Leading French politicians have made some remarkably defeatist pronouncements.

Rejecting any U.S. military action against Iraq, President Jacques Chirac said that "War is always the admission of defeat, and is always the worst of solutions. And hence everything must be done to avoid it." Foreign Minister Dominique de Villepin put it more emphatically: "Nothing justifies envisaging military action." To all this, the German chancellor beamed with approval.

In response, U.S. Defense Secretary Donald Rumsfeld dismissed France and Germany as "old Europe." The New York Post blasted them as the "Axis of Weasel." Cartoonist Tony Auth dubbed them the "Axis of Annoyance."

An even better name would be "Axis of Appeasement." "Appeasement" may sound like an insult, but it is a serious policy with a long history -- and an enduring appeal highly relevant to today's circumstances.

Yale historian Paul Kennedy defines appeasement as a way of settling quarrels "by admitting and satisfying grievances through rational negotiation and compromise, thereby avoiding the resort to an armed conflict which would be expensive, bloody and possibly very dangerous."

The British Empire relied heavily on appeasement from the 1860s on, with good results -- avoiding costly colonial conflicts while preserving the international status quo. To a lesser extent, other European governments also adopted the policy.
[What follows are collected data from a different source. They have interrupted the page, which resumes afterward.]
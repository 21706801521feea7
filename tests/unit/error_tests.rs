use std::path::PathBuf;

use extcheck::config::ConfigError;
use extcheck::{CheckError, GrammarError, RuleId};

#[test]
fn test_check_error_display() {
    let error = CheckError::FileSystemTraversal {
        path: PathBuf::from("/ext"),
        reason: "No such file or directory".to_string(),
    };
    assert_eq!(
        error.to_string(),
        "File system traversal error: /ext - No such file or directory"
    );

    let error = CheckError::Timeout {
        file: PathBuf::from("big.php"),
        timeout_ms: 1500,
    };
    assert_eq!(error.to_string(), "Check timed out: big.php after 1500ms");
}

#[test]
fn test_grammar_error_converts() {
    let grammar_error = GrammarError::UnknownMode {
        ruleset: "extension".to_string(),
        child: "name".to_string(),
        mode: "+".to_string(),
    };
    let error: CheckError = grammar_error.clone().into();
    assert!(matches!(error, CheckError::Grammar(ref e) if *e == grammar_error));
    assert_eq!(
        error.to_string(),
        "Grammar error: Unknown child mode '+' for <name> in ruleset 'extension'"
    );
}

#[test]
fn test_config_error_converts() {
    let error: CheckError = ConfigError::Validation("Timeout must be greater than 0".to_string()).into();
    assert!(matches!(error, CheckError::Config(ref m) if m.contains("Timeout")));
}

#[test]
fn test_io_error_converts() {
    let io = std::io::Error::new(std::io::ErrorKind::PermissionDenied, "denied");
    let error: CheckError = io.into();
    assert!(error.to_string().starts_with("IO error:"));
}

#[test]
fn test_unknown_rule_from_parse() {
    match "lint".parse::<RuleId>() {
        Err(CheckError::UnknownRule(name)) => assert_eq!(name, "lint"),
        other => panic!("Expected unknown rule, got {other:?}"),
    }
    assert_eq!(" JEXEC ".parse::<RuleId>().unwrap(), RuleId::Jexec);
}
//! Manifest rule: parses XML manifests, runs the checks that depend on the
//! extension type and hands the document to the grammar validator.

use std::path::Path;
use std::sync::Arc;

use tracing::debug;

use crate::file_discovery::MANIFEST_ROOTS;
use crate::manifest::{
    Diagnostic, ExtensionType, Finding, GrammarStore, HookRegistry, ManifestValidator, XmlElement,
};
use crate::report::{ReportEntry, ReportSink};
use crate::rules::{Rule, RuleId, has_extension};

const CLIENTS: [&str; 2] = ["site", "administrator"];

pub struct ManifestRule {
    grammars: Arc<GrammarStore>,
    hooks: HookRegistry,
}

impl ManifestRule {
    pub fn new(grammars: Arc<GrammarStore>) -> Self {
        Self {
            grammars,
            hooks: HookRegistry::with_defaults(),
        }
    }

    pub fn with_hooks(grammars: Arc<GrammarStore>, hooks: HookRegistry) -> Self {
        Self { grammars, hooks }
    }
}

impl Rule for ManifestRule {
    fn id(&self) -> RuleId {
        RuleId::Manifest
    }

    fn title(&self) -> &'static str {
        "XML manifest"
    }

    fn applies_to(&self, path: &Path) -> bool {
        has_extension(path, "xml")
    }

    fn check(&self, path: &Path, content: &str, sink: &mut dyn ReportSink) {
        let root = match XmlElement::parse(content) {
            Ok(root) => root,
            Err(e) => {
                debug!("Skipping {}: not parseable as XML ({})", path.display(), e);
                return;
            }
        };
        if !MANIFEST_ROOTS.contains(&root.name.as_str()) {
            debug!("Skipping {}: root element <{}>", path.display(), root.name);
            return;
        }

        let type_value = root.attr("type").unwrap_or_default();
        let Ok(extension_type) = type_value.parse::<ExtensionType>() else {
            sink.add_error(
                path,
                Finding::UnknownType {
                    value: type_value.to_string(),
                }
                .to_string(),
            );
            return;
        };

        let grammar = match self.grammars.load(extension_type) {
            Ok(grammar) => grammar,
            Err(e) => {
                sink.add_error(
                    path,
                    Finding::GrammarUnavailable {
                        details: e.to_string(),
                    }
                    .to_string(),
                );
                None
            }
        };

        for diagnostic in top_level_checks(&root, extension_type) {
            sink.add_entry(ReportEntry::new(
                path,
                diagnostic.severity,
                diagnostic.message(),
            ));
        }

        if let Some(grammar) = grammar {
            ManifestValidator::new(&grammar, &self.hooks)
                .validate_document(&root)
                .flush(path, sink);
        }
    }
}

/// Checks on the root element that depend on the extension type
pub fn top_level_checks(root: &XmlElement, extension_type: ExtensionType) -> Vec<Diagnostic> {
    let mut diagnostics = Vec::new();

    if root.attr("method") != Some("upgrade") {
        diagnostics.push(Diagnostic::warning(Finding::MissingMethodUpgrade));
    }

    match extension_type {
        ExtensionType::Module | ExtensionType::Template => {
            diagnostics.extend(check_client(root));
        }
        ExtensionType::Package => {
            if let Some(files) = root.child("files") {
                for item in files.children_named("file") {
                    diagnostics.extend(check_package_item(item));
                }
            }
        }
        _ => {}
    }

    diagnostics
}

fn check_client(node: &XmlElement) -> Option<Diagnostic> {
    match node.attr("client") {
        None => Some(Diagnostic::error(Finding::MissingAttribute {
            node: node.name.clone(),
            attribute: "client".to_string(),
        })),
        Some(client) if !CLIENTS.contains(&client) => {
            Some(Diagnostic::error(Finding::UnknownAttributeValue {
                node: node.name.clone(),
                attribute: "client".to_string(),
                value: client.to_string(),
            }))
        }
        Some(_) => None,
    }
}

fn check_package_item(item: &XmlElement) -> Option<Diagnostic> {
    let item_type = item.attr("type").unwrap_or_default();
    match item_type.parse::<ExtensionType>() {
        Ok(ExtensionType::Plugin) if !item.has_attr("group") => {
            Some(Diagnostic::error(Finding::MissingAttribute {
                node: item.name.clone(),
                attribute: "group".to_string(),
            }))
        }
        Ok(ty) if ty.requires_client() => check_client(item),
        Ok(ExtensionType::Package) | Err(_) => Some(Diagnostic::error(Finding::UnknownType {
            value: item_type.to_string(),
        })),
        Ok(_) => None,
    }
}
Then came 1914, when in a fit of delirium nearly all Europe abandoned appeasement and rushed into World War I with what Yale historian Peter Gay calls "a fervor bordering on a religious experience." A century had passed since the continent had experienced the miseries of war, and their memory had vanished. Worse, thinkers such as the German Friedrich Nietzsche developed theories glorifying war.

Four years (1914-18) of hell, especially in the trenches of northern France, then prompted immense guilt about the jubilation of 1914. A new consensus emerged: Never again would Europeans rush into war.

Appeasement looked better than ever. And so, as Adolf Hitler threatened in the 1930s, British and French leaders tried to buy him off. Of course, what worked in colonial wars had utterly disastrous results when dealing with an enemy like the Nazis.

This led to the policy of buying off totalitarian opponents being discredited. Throughout the Cold War, it appeared the Europeans had learned a lesson they would never forget. But forget they did, soon after the Soviet Union collapsed in 1991.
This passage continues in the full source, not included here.